Frequently Asked Questions (FAQ)
Filed in: Main.FAQ · Modified on : Wed, 29 Feb 12
- What are the minimum and maximum values possible for the sentiment scores?
- Document sentiment scores fall between -1 and 1. Entity and Theme sentiment scores will fall between -10 and 10, however it is very important to note that this is not a fixed scale, just where we clip the scores. There is no set scale for Sentiment scores, as they are based on the sentiment-bearing phrases contained within an individual document. Particularly when looking at entity sentiment, we recommend against comparing the absolute sentiment scores, but using them as a indicator and as an aggregate metric (ex. Lexalytics was mentioned in 100 documents; 94% of which mentioned Lexalytics positively)
- What is a good neutral range for sentiment?
- When dealing with sentiment scores, bear in mind that neutral sentiment does not only exist at a sentiment score of 0. We consider neutral to be a range where there might be some measurable sentiment within a piece of content, but not enough that you could firmly state the document is positively or negatively toned. Same concept occurs at the entity and theme level.

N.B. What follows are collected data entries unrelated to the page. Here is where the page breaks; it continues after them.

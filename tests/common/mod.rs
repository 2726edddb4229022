#![allow(dead_code)]

use std::collections::HashMap;
use std::sync::atomic::{AtomicBool, AtomicU64, AtomicUsize, Ordering};
use std::sync::{Arc, Mutex};
use std::time::{Duration, SystemTime, UNIX_EPOCH};

use axum::extract::{Path, Query, State};
use axum::http::{HeaderMap, StatusCode, header};
use axum::response::{IntoResponse, Response};
use axum::routing::{get, post, put};
use axum::{Json, Router};
use banadoctor::api::{ApiClient, DEFAULT_REQUEST_TIMEOUT};
use banadoctor::db::Database;
use banadoctor::guard::Navigator;
use banadoctor::session::{SessionManager, UserRole};
use jsonwebtoken::{EncodingKey, Header, encode};
use serde::Serialize;
use serde_json::{Value, json};
use url::Url;
use uuid::Uuid;

pub const PASSWORD: &str = "correct-horse";

const SECRET: &[u8] = b"mock-backend-secret";
const ACCESS_LIFETIME_SECS: u64 = 300;
const REFRESH_LIFETIME_SECS: u64 = 86_400;

// =============================================================================
// Mock backend
// =============================================================================

#[derive(Serialize)]
struct Claims {
    sub: String,
    exp: u64,
    jti: String,
    token_type: &'static str,
}

struct Account {
    user: Value,
    password: String,
}

#[derive(Default)]
struct Tokens {
    accounts: HashMap<String, Account>,
    access: HashMap<String, String>,
    refresh: HashMap<String, String>,
    next_id: i64,
}

/// In-memory stand-in for the platform API.
#[derive(Default)]
pub struct Backend {
    tokens: Mutex<Tokens>,
    refresh_calls: AtomicUsize,
    profile_calls: AtomicUsize,
    login_calls: AtomicUsize,
    register_calls: AtomicUsize,
    refresh_delay_ms: AtomicU64,
    /// Answer login for unverified accounts with 403 instead of a token pair.
    reject_unverified: AtomicBool,
    /// Reject every bearer token, even freshly issued ones.
    reject_bearer: AtomicBool,
    /// Mark newly registered accounts as verified.
    verify_registrations: AtomicBool,
}

fn now() -> u64 {
    SystemTime::now()
        .duration_since(UNIX_EPOCH)
        .unwrap()
        .as_secs()
}

/// Mint a JWT for `email` expiring at `exp`.
pub fn mint(email: &str, exp: u64, token_type: &'static str) -> String {
    let claims = Claims {
        sub: email.to_string(),
        exp,
        jti: Uuid::new_v4().to_string(),
        token_type,
    };
    encode(&Header::default(), &claims, &EncodingKey::from_secret(SECRET)).unwrap()
}

impl Backend {
    pub fn add_account(&self, email: &str, role: UserRole, verified: bool) -> i64 {
        let mut tokens = self.tokens.lock().unwrap();
        tokens.next_id += 1;
        let id = tokens.next_id;
        tokens.accounts.insert(
            email.to_string(),
            Account {
                user: json!({
                    "id": id,
                    "email": email,
                    "first_name": "Test",
                    "last_name": role.as_str(),
                    "user_type": role.as_str(),
                    "is_verified": verified,
                }),
                password: PASSWORD.to_string(),
            },
        );
        id
    }

    /// Issue a valid pair for an existing account, as a previous login would have.
    pub fn issue_pair(&self, email: &str) -> (String, String) {
        let mut tokens = self.tokens.lock().unwrap();
        issue(&mut tokens, email)
    }

    /// Access token with an `exp` in the past.
    pub fn expired_access(&self, email: &str) -> String {
        mint(email, now() - 60, "access")
    }

    /// Make every issued access token unusable, as if they had all expired.
    pub fn expire_access_tokens(&self) {
        self.tokens.lock().unwrap().access.clear();
    }

    pub fn revoke_refresh_tokens(&self) {
        self.tokens.lock().unwrap().refresh.clear();
    }

    pub fn is_refresh_valid(&self, refresh: &str) -> bool {
        self.tokens.lock().unwrap().refresh.contains_key(refresh)
    }

    pub fn has_account(&self, email: &str) -> bool {
        self.tokens.lock().unwrap().accounts.contains_key(email)
    }

    pub fn set_refresh_delay(&self, delay: Duration) {
        self.refresh_delay_ms
            .store(delay.as_millis() as u64, Ordering::SeqCst);
    }

    pub fn set_reject_unverified(&self, reject: bool) {
        self.reject_unverified.store(reject, Ordering::SeqCst);
    }

    pub fn set_reject_bearer(&self, reject: bool) {
        self.reject_bearer.store(reject, Ordering::SeqCst);
    }

    pub fn set_verify_registrations(&self, verify: bool) {
        self.verify_registrations.store(verify, Ordering::SeqCst);
    }

    pub fn refresh_calls(&self) -> usize {
        self.refresh_calls.load(Ordering::SeqCst)
    }

    pub fn profile_calls(&self) -> usize {
        self.profile_calls.load(Ordering::SeqCst)
    }

    pub fn login_calls(&self) -> usize {
        self.login_calls.load(Ordering::SeqCst)
    }

    pub fn register_calls(&self) -> usize {
        self.register_calls.load(Ordering::SeqCst)
    }

    /// Account behind a bearer header, if the token is currently valid.
    fn authorize(&self, headers: &HeaderMap) -> Option<Value> {
        if self.reject_bearer.load(Ordering::SeqCst) {
            return None;
        }
        let token = headers
            .get(header::AUTHORIZATION)?
            .to_str()
            .ok()?
            .strip_prefix("Bearer ")?;
        let tokens = self.tokens.lock().unwrap();
        let email = tokens.access.get(token)?;
        tokens.accounts.get(email).map(|account| account.user.clone())
    }
}

fn issue(tokens: &mut Tokens, email: &str) -> (String, String) {
    let access = mint(email, now() + ACCESS_LIFETIME_SECS, "access");
    let refresh = mint(email, now() + REFRESH_LIFETIME_SECS, "refresh");
    tokens.access.insert(access.clone(), email.to_string());
    tokens.refresh.insert(refresh.clone(), email.to_string());
    (access, refresh)
}

fn unauthorized() -> Response {
    (
        StatusCode::UNAUTHORIZED,
        Json(json!({
            "detail": "Given token not valid for any token type",
            "code": "token_not_valid"
        })),
    )
        .into_response()
}

async fn login(State(backend): State<Arc<Backend>>, Json(body): Json<Value>) -> Response {
    backend.login_calls.fetch_add(1, Ordering::SeqCst);
    let email = body["email"].as_str().unwrap_or_default();
    let password = body["password"].as_str().unwrap_or_default();

    let mut tokens = backend.tokens.lock().unwrap();
    let user = match tokens.accounts.get(email) {
        Some(account) if account.password == password => account.user.clone(),
        _ => {
            return (
                StatusCode::UNAUTHORIZED,
                Json(json!({"detail": "No active account found with the given credentials"})),
            )
                .into_response();
        }
    };

    if user["is_verified"] == false && backend.reject_unverified.load(Ordering::SeqCst) {
        return (
            StatusCode::FORBIDDEN,
            Json(json!({
                "error": "Please verify your email address before logging in.",
                "status": "email_not_verified",
                "email": email,
            })),
        )
            .into_response();
    }

    let (access, refresh) = issue(&mut tokens, email);
    Json(json!({"access": access, "refresh": refresh, "user": user})).into_response()
}

async fn register(State(backend): State<Arc<Backend>>, Json(body): Json<Value>) -> Response {
    backend.register_calls.fetch_add(1, Ordering::SeqCst);
    let email = body["email"].as_str().unwrap_or_default().to_string();
    if backend.has_account(&email) {
        return (
            StatusCode::BAD_REQUEST,
            Json(json!({"email": ["user with this email already exists."]})),
        )
            .into_response();
    }

    let role: UserRole = body["user_type"]
        .as_str()
        .unwrap_or("patient")
        .parse()
        .unwrap();
    let verified = backend.verify_registrations.load(Ordering::SeqCst);
    backend.add_account(&email, role, verified);

    let mut tokens = backend.tokens.lock().unwrap();
    let user = tokens.accounts[&email].user.clone();
    let (access, refresh) = issue(&mut tokens, &email);
    (
        StatusCode::CREATED,
        Json(json!({"access": access, "refresh": refresh, "user": user})),
    )
        .into_response()
}

async fn refresh(State(backend): State<Arc<Backend>>, Json(body): Json<Value>) -> Response {
    backend.refresh_calls.fetch_add(1, Ordering::SeqCst);
    let delay = backend.refresh_delay_ms.load(Ordering::SeqCst);
    if delay > 0 {
        tokio::time::sleep(Duration::from_millis(delay)).await;
    }

    let presented = body["refresh"].as_str().unwrap_or_default();
    let mut tokens = backend.tokens.lock().unwrap();
    let Some(email) = tokens.refresh.remove(presented) else {
        return (
            StatusCode::UNAUTHORIZED,
            Json(json!({"detail": "Token is invalid or expired", "code": "token_not_valid"})),
        )
            .into_response();
    };

    let (access, refresh) = issue(&mut tokens, &email);
    Json(json!({"access": access, "refresh": refresh})).into_response()
}

async fn profile(State(backend): State<Arc<Backend>>, headers: HeaderMap) -> Response {
    backend.profile_calls.fetch_add(1, Ordering::SeqCst);
    match backend.authorize(&headers) {
        Some(user) => Json(user).into_response(),
        None => unauthorized(),
    }
}

async fn appointments(State(backend): State<Arc<Backend>>, headers: HeaderMap) -> Response {
    match backend.authorize(&headers) {
        Some(user) => Json(json!([
            {"id": 1, "patient": user["email"], "doctor": "Dr Kone", "status": "confirmed"}
        ]))
        .into_response(),
        None => unauthorized(),
    }
}

async fn book_appointment(
    State(backend): State<Arc<Backend>>,
    headers: HeaderMap,
    Json(body): Json<Value>,
) -> Response {
    match backend.authorize(&headers) {
        Some(user) => (
            StatusCode::CREATED,
            Json(json!({
                "id": 2,
                "patient": user["email"],
                "doctor": body["doctor"],
                "status": "pending"
            })),
        )
            .into_response(),
        None => unauthorized(),
    }
}

async fn update_appointment(
    State(backend): State<Arc<Backend>>,
    Path(id): Path<i64>,
    headers: HeaderMap,
    Json(body): Json<Value>,
) -> Response {
    match backend.authorize(&headers) {
        Some(_) => Json(json!({"id": id, "status": body["status"]})).into_response(),
        None => unauthorized(),
    }
}

async fn cancel_appointment(
    State(backend): State<Arc<Backend>>,
    Path(_id): Path<i64>,
    headers: HeaderMap,
) -> Response {
    match backend.authorize(&headers) {
        Some(_) => StatusCode::NO_CONTENT.into_response(),
        None => unauthorized(),
    }
}

async fn resend_verification(
    State(backend): State<Arc<Backend>>,
    Json(body): Json<Value>,
) -> Response {
    let email = body["email"].as_str().unwrap_or_default();
    let tokens = backend.tokens.lock().unwrap();
    match tokens.accounts.get(email) {
        None => (
            StatusCode::NOT_FOUND,
            Json(json!({"error": "No account found with this email address"})),
        )
            .into_response(),
        Some(account) if account.user["is_verified"] == true => (
            StatusCode::BAD_REQUEST,
            Json(json!({"error": "Email is already verified"})),
        )
            .into_response(),
        Some(_) => Json(json!({"message": "Verification email sent"})).into_response(),
    }
}

async fn check_email(
    State(backend): State<Arc<Backend>>,
    Query(params): Query<HashMap<String, String>>,
) -> Response {
    let email = params.get("email").map(String::as_str).unwrap_or_default();
    Json(json!({"available": !backend.has_account(email)})).into_response()
}

pub struct MockServer {
    pub backend: Arc<Backend>,
    pub base_url: Url,
    handle: tokio::task::JoinHandle<()>,
}

impl Drop for MockServer {
    fn drop(&mut self) {
        self.handle.abort();
    }
}

pub async fn start_backend() -> MockServer {
    let backend = Arc::new(Backend::default());
    backend.set_verify_registrations(true);

    let app = Router::new()
        .route("/api/v1/auth/login/", post(login))
        .route("/api/v1/auth/register/", post(register))
        .route("/api/v1/auth/token/refresh/", post(refresh))
        .route(
            "/api/v1/auth/resend-verification-email/",
            post(resend_verification),
        )
        .route("/api/v1/auth/check-email/", get(check_email))
        .route("/api/v1/users/profile/", get(profile))
        .route(
            "/api/v1/appointments/",
            get(appointments).post(book_appointment),
        )
        .route(
            "/api/v1/appointments/{id}/",
            put(update_appointment).delete(cancel_appointment),
        )
        .with_state(backend.clone());

    let listener = tokio::net::TcpListener::bind("127.0.0.1:0")
        .await
        .expect("Failed to bind mock backend");
    let addr = listener.local_addr().unwrap();
    let handle = tokio::spawn(async move {
        axum::serve(listener, app).await.ok();
    });

    MockServer {
        backend,
        base_url: Url::parse(&format!("http://{}/api/v1", addr)).unwrap(),
        handle,
    }
}

// =============================================================================
// Client side
// =============================================================================

/// Navigator that remembers every location it was sent to.
#[derive(Default)]
pub struct RecordingNavigator {
    visits: Mutex<Vec<String>>,
}

impl RecordingNavigator {
    pub fn visits(&self) -> Vec<String> {
        self.visits.lock().unwrap().clone()
    }

    pub fn last(&self) -> Option<String> {
        self.visits.lock().unwrap().last().cloned()
    }
}

impl Navigator for RecordingNavigator {
    fn navigate(&self, location: &str) {
        self.visits.lock().unwrap().push(location.to_string());
    }
}

pub struct TestSession {
    pub session: SessionManager,
    pub navigator: Arc<RecordingNavigator>,
    pub db: Database,
}

pub async fn session_with_db(server: &MockServer, db: Database) -> TestSession {
    let client = ApiClient::new(server.base_url.clone(), DEFAULT_REQUEST_TIMEOUT, db.tokens())
        .expect("Failed to build client");
    let navigator = Arc::new(RecordingNavigator::default());
    let session = SessionManager::new(client, navigator.clone());
    TestSession {
        session,
        navigator,
        db,
    }
}

pub async fn session(server: &MockServer) -> TestSession {
    let db = Database::open(":memory:")
        .await
        .expect("Failed to open test database");
    session_with_db(server, db).await
}

/// SQLite file removed when dropped.
pub struct TempStore {
    pub path: std::path::PathBuf,
}

impl TempStore {
    pub fn new() -> Self {
        Self {
            path: std::env::temp_dir().join(format!("banadoctor-{}.db", Uuid::new_v4())),
        }
    }

    pub fn path_str(&self) -> &str {
        self.path.to_str().unwrap()
    }
}

impl Drop for TempStore {
    fn drop(&mut self) {
        for suffix in ["", "-wal", "-shm", "-journal"] {
            let _ = std::fs::remove_file(format!("{}{}", self.path.display(), suffix));
        }
    }
}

The neutral range we generally recommend for document sentiment is -0.05 to 0.22; we find that overall document content is slanted to be slightly positive by default. At the entity and theme level however, it's more even, and the neutral range we suggest is -0.45 to 0.5. As expected, YMMV (your mileage may vary), as it's wholly dependent on the scope of content you are dealing with. But these ranges give a starting point.

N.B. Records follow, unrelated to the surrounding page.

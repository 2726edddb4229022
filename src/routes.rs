//! Application locations and how they are classified.

use url::form_urlencoded;

use crate::session::UserRole;

pub const HOME: &str = "/";
pub const LOGIN: &str = "/login";
pub const REGISTER: &str = "/register";
pub const PRO_LOGIN: &str = "/pro/login";
pub const PRO_REGISTER: &str = "/pro/register";
pub const ADMIN_LOGIN: &str = "/admin/login";
pub const ACTIVATE_ACCOUNT: &str = "/activate-account";

pub const PATIENT_DASHBOARD: &str = "/dashboard/patient";
pub const DOCTOR_DASHBOARD: &str = "/pro/dashboard";
pub const ADMIN_DASHBOARD: &str = "/admin/dashboard";

/// Reserved for visitors without a session.
const PUBLIC_ONLY: &[&str] = &[LOGIN, REGISTER, PRO_LOGIN, PRO_REGISTER, ADMIN_LOGIN];

/// Reachable whatever the session state.
const OPEN: &[&str] = &[
    "/doctors",
    "/forgot-password",
    "/reset-password",
    ACTIVATE_ACCOUNT,
    "/payment",
];

const PRO_AREA: &str = "/pro";
const ADMIN_AREA: &str = "/admin";

/// Landing page after login, per role.
pub fn landing_for(role: UserRole) -> &'static str {
    match role {
        UserRole::Doctor => DOCTOR_DASHBOARD,
        UserRole::Admin => ADMIN_DASHBOARD,
        UserRole::Patient => PATIENT_DASHBOARD,
    }
}

/// Login page matching the area a location belongs to.
pub fn login_for(path: &str) -> &'static str {
    if within(path, PRO_AREA) {
        PRO_LOGIN
    } else if within(path, ADMIN_AREA) {
        ADMIN_LOGIN
    } else {
        LOGIN
    }
}

pub fn is_public_only(path: &str) -> bool {
    let path = path_of(path);
    PUBLIC_ONLY.iter().any(|prefix| within(path, prefix))
}

pub fn is_open(path: &str) -> bool {
    let path = path_of(path);
    path == HOME || OPEN.iter().any(|prefix| within(path, prefix))
}

/// Neither public-only nor open: a session is required.
pub fn is_protected(path: &str) -> bool {
    !is_public_only(path) && !is_open(path)
}

/// Role required to enter a location, if any.
pub fn required_role(path: &str) -> Option<UserRole> {
    let path = path_of(path);
    if is_public_only(path) {
        None
    } else if within(path, PRO_AREA) {
        Some(UserRole::Doctor)
    } else if within(path, ADMIN_AREA) {
        Some(UserRole::Admin)
    } else {
        None
    }
}

/// Activation page prefilled with an email address.
pub fn activation_location(email: &str) -> String {
    let query: String = form_urlencoded::Serializer::new(String::new())
        .append_pair("email", email)
        .finish();
    format!("{}?{}", ACTIVATE_ACCOUNT, query)
}

/// Strip the query string and fragment from a location.
pub fn path_of(location: &str) -> &str {
    let end = location.find(['?', '#']).unwrap_or(location.len());
    &location[..end]
}

/// `path` equals `prefix` or is nested below it.
fn within(path: &str, prefix: &str) -> bool {
    let path = path_of(path);
    match path.strip_prefix(prefix) {
        Some(rest) => rest.is_empty() || rest.starts_with('/'),
        None => false,
    }
}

- What are the minimum and maximum values possible for the evidence?
- The evidence score will range from 1 to 7. An evidence score of 4 indicates there was enough evidence to give a high degree of confidence in the sentiment score for the associated entity.

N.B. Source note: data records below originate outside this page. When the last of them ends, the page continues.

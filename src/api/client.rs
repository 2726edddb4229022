//! Authenticated request pipeline.
//!
//! Every bearer request carries the current access token. A 401 on the first
//! attempt triggers one refresh through `auth/token/refresh/` followed by one
//! retry; a failed refresh ends the session. Refreshes are serialized so a
//! burst of 401s results in a single refresh call.

use std::sync::{Arc, PoisonError, RwLock};
use std::time::Duration;

use futures::FutureExt;
use futures::future::BoxFuture;
use reqwest::StatusCode;
use serde::{Deserialize, Serialize, de::DeserializeOwned};
use tokio::sync::Mutex;
use tracing::{debug, error, info, warn};
use url::Url;

use super::error::ApiError;
use super::request::{ApiRequest, ApiResponse, Attempt, Credentials};
use crate::db::TokenStore;
use crate::session::SessionSignal;

/// Token refresh endpoint, relative to the API base.
pub const REFRESH_PATH: &str = "auth/token/refresh/";

/// Default timeout applied to each backend call.
pub const DEFAULT_REQUEST_TIMEOUT: Duration = Duration::from_secs(30);

#[derive(Serialize)]
struct RefreshRequest<'a> {
    refresh: &'a str,
}

#[derive(Deserialize)]
struct RefreshResponse {
    access: String,
    /// Present when the backend rotates refresh tokens.
    #[serde(default)]
    refresh: Option<String>,
}

/// HTTP client bound to one session. Clones share credentials and state.
#[derive(Clone)]
pub struct ApiClient {
    http: reqwest::Client,
    base: Url,
    tokens: TokenStore,
    bearer: Arc<RwLock<Option<String>>>,
    refresh_gate: Arc<Mutex<()>>,
    session: SessionSignal,
}

impl ApiClient {
    pub fn new(base: Url, timeout: Duration, tokens: TokenStore) -> Result<Self, ApiError> {
        let http = reqwest::Client::builder()
            .timeout(timeout)
            .user_agent(concat!("banadoctor/", env!("CARGO_PKG_VERSION")))
            .build()?;

        Ok(Self {
            http,
            base: with_trailing_slash(base),
            tokens,
            bearer: Arc::new(RwLock::new(None)),
            refresh_gate: Arc::new(Mutex::new(())),
            session: SessionSignal::new(),
        })
    }

    pub fn base_url(&self) -> &Url {
        &self.base
    }

    pub fn session(&self) -> &SessionSignal {
        &self.session
    }

    pub fn tokens(&self) -> &TokenStore {
        &self.tokens
    }

    /// Access token currently attached to bearer requests.
    pub fn bearer(&self) -> Option<String> {
        self.bearer
            .read()
            .unwrap_or_else(PoisonError::into_inner)
            .clone()
    }

    pub(crate) fn set_bearer(&self, token: Option<String>) {
        *self.bearer.write().unwrap_or_else(PoisonError::into_inner) = token;
    }

    /// Resolve a path relative to the API base.
    pub fn endpoint(&self, path: &str) -> Result<Url, ApiError> {
        Ok(self.base.join(path.trim_start_matches('/'))?)
    }

    /// Send a request through the pipeline.
    pub async fn send(&self, request: &ApiRequest) -> Result<ApiResponse, ApiError> {
        self.dispatch(request, Attempt::First).await
    }

    pub async fn get<T: DeserializeOwned>(&self, path: &str) -> Result<T, ApiError> {
        self.send(&ApiRequest::get(path)).await?.json()
    }

    pub async fn post<B, T>(&self, path: &str, body: &B) -> Result<T, ApiError>
    where
        B: Serialize + ?Sized,
        T: DeserializeOwned,
    {
        self.send(&ApiRequest::post(path).json(body)?).await?.json()
    }

    pub async fn put<B, T>(&self, path: &str, body: &B) -> Result<T, ApiError>
    where
        B: Serialize + ?Sized,
        T: DeserializeOwned,
    {
        self.send(&ApiRequest::put(path).json(body)?).await?.json()
    }

    pub async fn delete(&self, path: &str) -> Result<(), ApiError> {
        self.send(&ApiRequest::delete(path)).await?;
        Ok(())
    }

    /// Store a new token pair and attach its access token.
    ///
    /// Waits for any refresh in flight so it cannot overwrite the new pair.
    pub(crate) async fn install(&self, access: String, refresh: &str) -> Result<(), ApiError> {
        let _gate = self.refresh_gate.lock().await;
        self.tokens.save(&access, refresh).await?;
        self.set_bearer(Some(access));
        Ok(())
    }

    /// Forget both tokens and mark the session unauthenticated.
    ///
    /// The in-memory credential and the session state are reset even when the
    /// store cannot be cleared; the storage error is still returned.
    pub(crate) async fn clear_credentials(&self) -> Result<(), ApiError> {
        let _gate = self.refresh_gate.lock().await;
        let cleared = self.wipe().await;
        self.session.sign_out();
        cleared
    }

    /// Forget both tokens without changing the session state.
    pub(crate) async fn forget_tokens(&self) -> Result<(), ApiError> {
        let _gate = self.refresh_gate.lock().await;
        self.wipe().await
    }

    /// Callers hold the refresh gate.
    async fn wipe(&self) -> Result<(), ApiError> {
        self.set_bearer(None);
        Ok(self.tokens.clear().await?)
    }

    /// End the session from inside a refresh. The gate is already held.
    async fn terminate(&self) {
        if let Err(e) = self.wipe().await {
            error!(error = %e, "Failed to clear stored tokens");
        }
        self.session.sign_out();
    }

    fn dispatch<'a>(
        &'a self,
        request: &'a ApiRequest,
        attempt: Attempt,
    ) -> BoxFuture<'a, Result<ApiResponse, ApiError>> {
        async move {
            let bearer = match request.credentials() {
                Credentials::Bearer => self.bearer(),
                Credentials::Anonymous => None,
            };

            let response = self.send_once(request, bearer.as_deref()).await?;

            if response.status() != StatusCode::UNAUTHORIZED
                || request.credentials() == Credentials::Anonymous
                || attempt == Attempt::Retry
            {
                return response.into_result();
            }

            debug!(path = %request.path(), "Access token rejected, refreshing");
            match self.renew_access(bearer.as_deref()).await? {
                Some(_) => self.dispatch(request, Attempt::Retry).await,
                None => response.into_result(),
            }
        }
        .boxed()
    }

    async fn send_once(
        &self,
        request: &ApiRequest,
        bearer: Option<&str>,
    ) -> Result<ApiResponse, ApiError> {
        let url = self.endpoint(request.path())?;
        let mut builder = self.http.request(request.method().clone(), url);

        if !request.query_pairs().is_empty() {
            builder = builder.query(request.query_pairs());
        }
        if let Some(token) = bearer {
            builder = builder.bearer_auth(token);
        }
        if let Some(body) = request.body() {
            builder = builder.json(body);
        }

        let response = builder.send().await?;
        let status = response.status();
        let body = response.bytes().await?.to_vec();

        debug!(
            method = %request.method(),
            path = %request.path(),
            status = %status,
            "Backend response"
        );
        Ok(ApiResponse::new(status, body))
    }

    /// Obtain a usable access token after `stale` was rejected.
    ///
    /// Returns `Ok(None)` when there is no refresh token: the session is ended
    /// and the caller propagates its original failure.
    async fn renew_access(&self, stale: Option<&str>) -> Result<Option<String>, ApiError> {
        let _gate = self.refresh_gate.lock().await;

        // Another request may have renewed the token while we waited.
        if let Some(current) = self.bearer() {
            if stale != Some(current.as_str()) {
                debug!("Access token already renewed");
                return Ok(Some(current));
            }
        }

        let refresh = match self.tokens.load_refresh().await {
            Ok(Some(refresh)) => refresh,
            Ok(None) => {
                warn!("No refresh token available, ending session");
                self.terminate().await;
                return Ok(None);
            }
            Err(e) => {
                self.terminate().await;
                return Err(ApiError::Refresh {
                    source: Box::new(e.into()),
                });
            }
        };

        match self.request_refresh(&refresh).await {
            Ok(renewed) => {
                let refresh = renewed.refresh.unwrap_or(refresh);
                if let Err(e) = self.tokens.save(&renewed.access, &refresh).await {
                    self.terminate().await;
                    return Err(ApiError::Refresh {
                        source: Box::new(e.into()),
                    });
                }
                self.set_bearer(Some(renewed.access.clone()));
                info!("Access token refreshed");
                Ok(Some(renewed.access))
            }
            Err(e) => {
                warn!(error = %e, "Token refresh failed, ending session");
                self.terminate().await;
                Err(ApiError::Refresh {
                    source: Box::new(e),
                })
            }
        }
    }

    async fn request_refresh(&self, refresh: &str) -> Result<RefreshResponse, ApiError> {
        let request = ApiRequest::post(REFRESH_PATH)
            .anonymous()
            .json(&RefreshRequest { refresh })?;
        self.send(&request).await?.json()
    }
}

/// `Url::join` replaces the last segment unless the base ends with `/`.
fn with_trailing_slash(mut url: Url) -> Url {
    if !url.path().ends_with('/') {
        let path = format!("{}/", url.path());
        url.set_path(&path);
    }
    url
}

- What are the minimum and maximum values possible for the theme scores?
- As with the sentiment scores, there is no set scale for theme scores. As the text is analyzed, themes are extracted and scored, and as additional occurrences of the same theme are encountered, the scores are increased. As such, a theme score will never be lower than 0 but does not necessarily have an upper bound. As with sentiment scores, we do not recommend comparing theme scores across documents. A theme which scores a 4 in one document may be much more significant in that document than a theme which scores a 4 in another document, it all depends on the scores for other themes in the respective documents. On an individual document basis, a higher score indicates more usage of the theme and thus it is more relevant to the content. Across documents, themes and meta-themes are more useful in indicating commonly occurring themes throughout the document population.
- How can sentiment scores or theme scores be used for comparison of documents?
- In general, the advice we give is to use the numbers beneath the covers. Showing that X% of the documents in your document set were positive, Y% were negative, and Z% were neutral can then be used to allow a user to drill down into the segment of interest, without pitting one document’s sentiment score of 0.8 versus another document’s sentiment score of 0.6. Both are positive, one may be slightly more positive than the other but the fact that the delta is 0.2 has less relevance. With themes, you can use the scores to pluck off the top N themes for each document. But comparing a theme of “broadcast media” in one document with a theme score of 4.25 to “online media” in another document with a theme score of 5.0 is less relevant. The results for each individual document, particularly the precise numerical scores, are generally less important than the story that can be told across the entire data set by observation of trends or segments. Another example would be looking at sentiment over time. Say you’re analyzing content from a news feed, and aggregating your results. On one day, you may see 20 stories out of 100 which mention Lexalytics, and the entity-level sentiment scores for Lexalytics are all positive. Next day, there are 95 stories out of 100 which mention Lexalytics, again all of which have positive entity-level sentiment for Lexalytics. There’s something that’s happened, looking at the themes across all documents on day one versus day two might give you the story, and certainly allowing the user to drill down to the original content will give them insight into what caused the change. Similarly, consider that on the next day, 50 stories out of 100 mention Lexalytics, but now entity-level sentiment across those 50 indicates that 40 of those stories have negative sentiment for Lexalytics. Again, it shows that some change has happened, and allows the end user to navigate through the data.
- How do I migrate from an earlier (4.x) version of Salience?
- We have created a set of Migration Guides to help you upgrade.